● Action item
After finding the line with "String, reason: String" in the data below, set down exactly each line through the one with "values as unset.", inclusive, and stop there.

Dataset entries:
════════════════

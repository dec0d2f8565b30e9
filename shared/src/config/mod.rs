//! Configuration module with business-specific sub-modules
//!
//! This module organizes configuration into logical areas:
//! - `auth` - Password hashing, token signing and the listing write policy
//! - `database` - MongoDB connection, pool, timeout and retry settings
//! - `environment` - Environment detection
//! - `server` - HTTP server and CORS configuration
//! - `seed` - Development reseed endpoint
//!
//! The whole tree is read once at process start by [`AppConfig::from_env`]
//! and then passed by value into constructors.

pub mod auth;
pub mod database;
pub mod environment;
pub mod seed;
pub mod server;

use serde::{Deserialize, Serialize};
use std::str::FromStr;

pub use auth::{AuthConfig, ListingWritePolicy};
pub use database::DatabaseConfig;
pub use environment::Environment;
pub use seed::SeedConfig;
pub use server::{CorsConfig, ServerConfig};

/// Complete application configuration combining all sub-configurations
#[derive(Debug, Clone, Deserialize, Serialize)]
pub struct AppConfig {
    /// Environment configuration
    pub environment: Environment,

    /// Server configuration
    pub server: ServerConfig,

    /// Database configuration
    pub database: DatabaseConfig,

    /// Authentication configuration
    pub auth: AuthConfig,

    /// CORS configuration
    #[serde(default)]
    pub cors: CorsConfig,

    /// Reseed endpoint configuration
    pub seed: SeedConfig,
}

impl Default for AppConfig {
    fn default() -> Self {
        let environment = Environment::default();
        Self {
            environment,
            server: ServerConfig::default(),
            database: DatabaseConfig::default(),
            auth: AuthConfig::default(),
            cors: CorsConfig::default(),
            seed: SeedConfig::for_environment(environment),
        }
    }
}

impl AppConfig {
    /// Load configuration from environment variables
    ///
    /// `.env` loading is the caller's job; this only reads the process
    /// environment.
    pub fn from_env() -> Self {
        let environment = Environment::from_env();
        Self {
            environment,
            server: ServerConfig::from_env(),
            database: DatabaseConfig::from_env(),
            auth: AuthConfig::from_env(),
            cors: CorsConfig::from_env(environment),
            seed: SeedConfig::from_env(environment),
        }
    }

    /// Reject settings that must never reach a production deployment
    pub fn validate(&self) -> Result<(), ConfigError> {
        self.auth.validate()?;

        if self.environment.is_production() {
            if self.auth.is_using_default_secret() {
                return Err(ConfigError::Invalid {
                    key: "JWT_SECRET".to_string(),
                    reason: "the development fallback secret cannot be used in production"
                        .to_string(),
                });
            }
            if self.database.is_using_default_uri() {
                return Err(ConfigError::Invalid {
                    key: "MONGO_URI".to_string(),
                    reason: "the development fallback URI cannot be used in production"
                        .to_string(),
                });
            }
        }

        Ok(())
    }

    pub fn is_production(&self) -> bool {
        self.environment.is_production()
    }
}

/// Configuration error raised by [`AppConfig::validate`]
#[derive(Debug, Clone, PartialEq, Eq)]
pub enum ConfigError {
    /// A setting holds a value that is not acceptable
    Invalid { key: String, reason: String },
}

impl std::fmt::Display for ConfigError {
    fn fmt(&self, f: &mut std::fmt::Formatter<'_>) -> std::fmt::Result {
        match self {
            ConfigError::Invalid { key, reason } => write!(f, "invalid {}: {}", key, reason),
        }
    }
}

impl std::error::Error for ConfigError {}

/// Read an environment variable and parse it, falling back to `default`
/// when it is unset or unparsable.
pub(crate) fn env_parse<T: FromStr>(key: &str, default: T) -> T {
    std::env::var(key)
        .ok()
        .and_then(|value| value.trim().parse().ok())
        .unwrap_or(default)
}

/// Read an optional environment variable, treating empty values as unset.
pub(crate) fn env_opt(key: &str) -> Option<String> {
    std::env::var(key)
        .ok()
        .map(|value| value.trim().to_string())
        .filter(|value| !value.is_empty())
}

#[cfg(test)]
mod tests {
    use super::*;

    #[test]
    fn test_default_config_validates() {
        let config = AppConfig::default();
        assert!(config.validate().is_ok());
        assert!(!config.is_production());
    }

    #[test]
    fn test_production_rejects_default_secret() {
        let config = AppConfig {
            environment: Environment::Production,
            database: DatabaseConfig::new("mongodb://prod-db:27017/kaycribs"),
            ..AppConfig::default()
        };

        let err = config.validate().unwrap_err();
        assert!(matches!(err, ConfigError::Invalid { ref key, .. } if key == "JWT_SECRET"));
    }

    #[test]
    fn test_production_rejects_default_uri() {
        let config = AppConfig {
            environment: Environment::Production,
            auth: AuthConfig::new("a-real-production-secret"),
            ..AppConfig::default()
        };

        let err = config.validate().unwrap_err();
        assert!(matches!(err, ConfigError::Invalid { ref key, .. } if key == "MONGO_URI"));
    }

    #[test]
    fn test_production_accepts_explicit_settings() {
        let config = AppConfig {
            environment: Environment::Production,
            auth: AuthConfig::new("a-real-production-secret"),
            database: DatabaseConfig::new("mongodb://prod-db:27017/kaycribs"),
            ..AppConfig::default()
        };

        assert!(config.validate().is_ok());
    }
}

════════════════

● Response
    Invalid { key: String, reason: String },
}

impl std::fmt::Display for ConfigError {
    fn fmt(&self, f: &mut std::fmt::Formatter<'_>) -> std::fmt::Result {
        match self {
            ConfigError::Invalid { key, reason } => write!(f, "invalid {}: {}", key, reason),
        }
    }
}

impl std::error::Error for ConfigError {}

/// Read an environment variable and parse it, falling back to `default`
/// when it is unset or unparsable.
pub(crate) fn env_parse<T: FromStr>(key: &str, default: T) -> T {
    std::env::var(key)
        .ok()
        .and_then(|value| value.trim().parse().ok())
        .unwrap_or(default)
}

/// Read an optional environment variable, treating empty values as unset.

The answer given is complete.